Text similarity calculation function: the platform supports MinHashLSH method currently. Aggregate modeling for the text content under preset conditions, including: screening data, selecting similarity calculation methods, similarity thresholds, etc.
1. MinHashLSH Model Introduction
(1) Jaccard index
Given sets A and B, the Jaccard coefficient is defined as the ratio of the number of elements in the intersection of A and B to the number of elements in the union of A and B, namely: J(A, B) = |A∩B| / |A∪B| = |A∩B| / (|A| + |B| – |A∩B|), used to compare the similarity and difference between finite sample sets, the larger the coefficient value, the higher the similarity. For example, A = {a,b,c,d},B = {c,d,e,f}, then the Jaccard similarity coefficient is 2/6=0.33.
(2). MinHash
MinHash is different from the traditional hash algorithm in that it no longer randomly maps the text content to the signature value, but the signature that can satisfy the similar text is also similar. The basic principle is that in the random domain of A∪B, the probability of the selected element falling in the area of A∩B is equal to the Jaccard similarity, which can be used for large-scale clustering. The specific operation is to randomly arrange the n dimensions of A and B (that is, the index is randomly scrambled), and take the first non-zero index value of the vector A and B respectively as the MinHash value, then the probability P(minHash(A) = minHash(B)) = Jaccard(A,B).
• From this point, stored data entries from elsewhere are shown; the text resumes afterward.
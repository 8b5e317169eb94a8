//! Disambiguation Tests

use std::sync::Arc;

use tether_domain::Error;
use tether_domain::lang::Type;
use tether_domain::lang::builtin::{INTEGER, LONG, STRING};
use tether_domain::object::{Object, object};
use tether_domain::value_objects::{DeclarationType, Instance};
use tether_infrastructure::bind::{Binding, Bindings, disambiguate};

use crate::test_utils::{source, source_of};

fn constant(value: Object, declaration_type: DeclarationType) -> Binding {
    Binding::constant(
        Instance::of_class(&STRING),
        value,
        source_of(declaration_type),
    )
}

fn declared(bindings: Vec<Binding>) -> Vec<Binding> {
    let mut declared = Bindings::new();
    for binding in bindings {
        declared.add(binding).unwrap();
    }
    declared.into_bindings()
}

#[test]
fn test_explicit_bindings_for_same_locator_clash() {
    let bindings = declared(vec![
        constant(object("a"), DeclarationType::Explicit),
        constant(object("b"), DeclarationType::Explicit),
    ]);

    let result = disambiguate(bindings);

    match result {
        Err(Error::InconsistentBinding { message }) => {
            assert!(message.contains("clash"));
            assert_eq!(message.matches("String").count(), 2);
        }
        other => panic!("expected a clash, got {other:?}"),
    }
}

#[test]
fn test_explicit_and_multi_bindings_clash() {
    let bindings = declared(vec![
        constant(object("a"), DeclarationType::Multi),
        constant(object("b"), DeclarationType::Explicit),
    ]);

    assert!(disambiguate(bindings).is_err());
}

#[test]
fn test_default_is_replaced_by_explicit() {
    let bindings = declared(vec![
        constant(object("default"), DeclarationType::Default),
        constant(object("explicit"), DeclarationType::Explicit),
    ]);

    let result = disambiguate(bindings).unwrap();

    assert_eq!(result.len(), 1);
    assert_eq!(result[0].declaration_type(), DeclarationType::Explicit);
}

#[test]
fn test_two_auto_bindings_cancel_out() {
    let bindings = declared(vec![
        constant(object("a"), DeclarationType::Auto),
        constant(object("b"), DeclarationType::Auto),
    ]);

    let result = disambiguate(bindings).unwrap();

    assert!(result.is_empty());
}

#[test]
fn test_identical_multi_constants_collapse() {
    let value = object("shared");
    let bindings = declared(vec![
        constant(Arc::clone(&value), DeclarationType::Multi),
        constant(value, DeclarationType::Multi),
    ]);

    let result = disambiguate(bindings).unwrap();

    assert_eq!(result.len(), 1);
}

#[test]
fn test_distinct_multi_constants_are_kept() {
    let bindings = declared(vec![
        constant(object("a"), DeclarationType::Multi),
        constant(object("b"), DeclarationType::Multi),
    ]);

    let result = disambiguate(bindings).unwrap();

    assert_eq!(result.len(), 2);
}

#[test]
fn test_different_locators_are_all_kept() {
    let bindings = declared(vec![
        constant(object("a"), DeclarationType::Explicit),
        Binding::constant(Instance::named("other", Type::raw(&STRING)), object("b"), source()),
        Binding::constant(Instance::of_class(&INTEGER), object(1), source()),
    ]);

    let result = disambiguate(bindings).unwrap();

    assert_eq!(result.len(), 3);
}

#[test]
fn test_required_type_bound_elsewhere_is_satisfied() {
    let mut bindings = Bindings::new();
    bindings.require(Type::raw(&STRING), &source()).unwrap();
    bindings
        .add_constant(Instance::of_class(&STRING), object("a"), source())
        .unwrap();

    let result = disambiguate(bindings.into_bindings()).unwrap();

    assert_eq!(result.len(), 2);
}

#[test]
fn test_unsatisfied_required_types_are_listed() {
    let mut bindings = Bindings::new();
    bindings.require(Type::raw(&INTEGER), &source()).unwrap();
    bindings.require(Type::raw(&LONG), &source()).unwrap();
    bindings
        .add_constant(Instance::of_class(&STRING), object("a"), source())
        .unwrap();

    let result = disambiguate(bindings.into_bindings());

    match result {
        Err(Error::NoResourceForDependency { dependency, .. }) => {
            assert!(dependency.contains("Integer"));
            assert!(dependency.contains("Long"));
            assert!(!dependency.contains("String"));
        }
        other => panic!("expected unsatisfied required types, got {other:?}"),
    }
}

#[test]
fn test_provided_binding_without_requirement_is_pruned() {
    let bindings = declared(vec![constant(object("stub"), DeclarationType::Provided)]);

    let result = disambiguate(bindings).unwrap();

    assert!(result.is_empty());
}

#[test]
fn test_provided_binding_satisfies_requirement() {
    let mut bindings = Bindings::new();
    bindings.require(Type::raw(&STRING), &source()).unwrap();
    bindings
        .add(constant(object("stub"), DeclarationType::Provided))
        .unwrap();

    let result = disambiguate(bindings.into_bindings()).unwrap();

    assert!(
        result
            .iter()
            .any(|b| b.declaration_type() == DeclarationType::Provided)
    );
}

#[test]
fn test_disambiguation_is_idempotent() {
    let mut bindings = Bindings::new();
    bindings.require(Type::raw(&STRING), &source()).unwrap();
    for binding in [
        constant(object("default"), DeclarationType::Default),
        constant(object("explicit"), DeclarationType::Explicit),
        Binding::constant(
            Instance::of_class(&INTEGER),
            object(1),
            source_of(DeclarationType::Multi),
        ),
        Binding::constant(
            Instance::of_class(&INTEGER),
            object(2),
            source_of(DeclarationType::Multi),
        ),
        Binding::constant(
            Instance::of_class(&LONG),
            object(3_i64),
            source_of(DeclarationType::Provided),
        ),
    ] {
        bindings.add(binding).unwrap();
    }

    let once = disambiguate(bindings.into_bindings()).unwrap();
    let twice = disambiguate(once.clone()).unwrap();

    assert_eq!(once, twice);
    assert_eq!(once.len(), 4);
}
//! Bindings
//!
//! Modules declare [`Binding`]s into [`Bindings`]; [`disambiguate()`] reduces
//! them to the set a container is built from.

pub mod binding;
pub mod bindings;
pub mod disambiguate;
pub mod module;
pub mod supply;

pub use binding::{Binding, BindingType};
pub use bindings::Bindings;
pub use disambiguate::disambiguate;
pub use module::Module;
pub use supply::{
    ConstantSupplier, ConstructorSupplier, ElementsSupplier, MethodSupplier, ReferenceSupplier,
    RequiredSupplier,
};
(3). LSH (Locality Sensitive Hashing)
Minhash solves the operation of high-dimensional sparse vectors, but the time complexity of comparing sets pairwise is still O(n2). If the number of sets is extremely large, we hope to compare only those sets with high similarity, and ignore the collections with very low similarity. Locality-sensitive hashing (LSH) is the solution to this problem. LSH is an algorithmic technique that hashes similar input items into the same “buckets” with high probability. The basic idea is that the points in the original space are similar (similar). After being mapped by the LSH hash function, there is a high probability that the hash value is the same; and for two points that are far apart (not similar), the probability that the hash values are equal after mapping is small.
2. Algorithm Description
When calculating text similarity, first obtain the document-term matrix, such as:
Among them, S1, S2, and S3 represent documents. The first column number 0-5 represents the row number, which is the word. In the other parts, 1 means that the document S has this word, and 0 means that the document S does not have this word. Next, use the hash function to generate the line number sequence, such as (x+1)mod5, (3x+1)mod5, then the two hash functions generate the line number sequence:
By traversing the values in the matrix, skipping for 0; and for 1, check the row number generated by the hash function, find the value with the smallest row number as the value of the hash output, and finally get the following matrix:
Now, the similarity of S1, S2, J(S1, S2)=0/3=0. The rationality of Minhash calculation is that the probability that the minhash value of the random row arrangement of the two sets is equal is equal to the Jaccard similarity of the two sets. For two sets A and B, there are three states for each row: (1) A and B sets have this word; (2) A and B sets do not have this word; (3) A and B sets have only one The collection has this word. If the number of rows belonging to states (1), (2), and (3) are n1, n2, and n3 in sequence, then Jaccard(A,B)=n1/(n1+n3); since the arrangement is random, then The probability of encountering (1) before encountering (3) is n1/(n1+n3), which is exactly equal to the Jaccard coefficient value.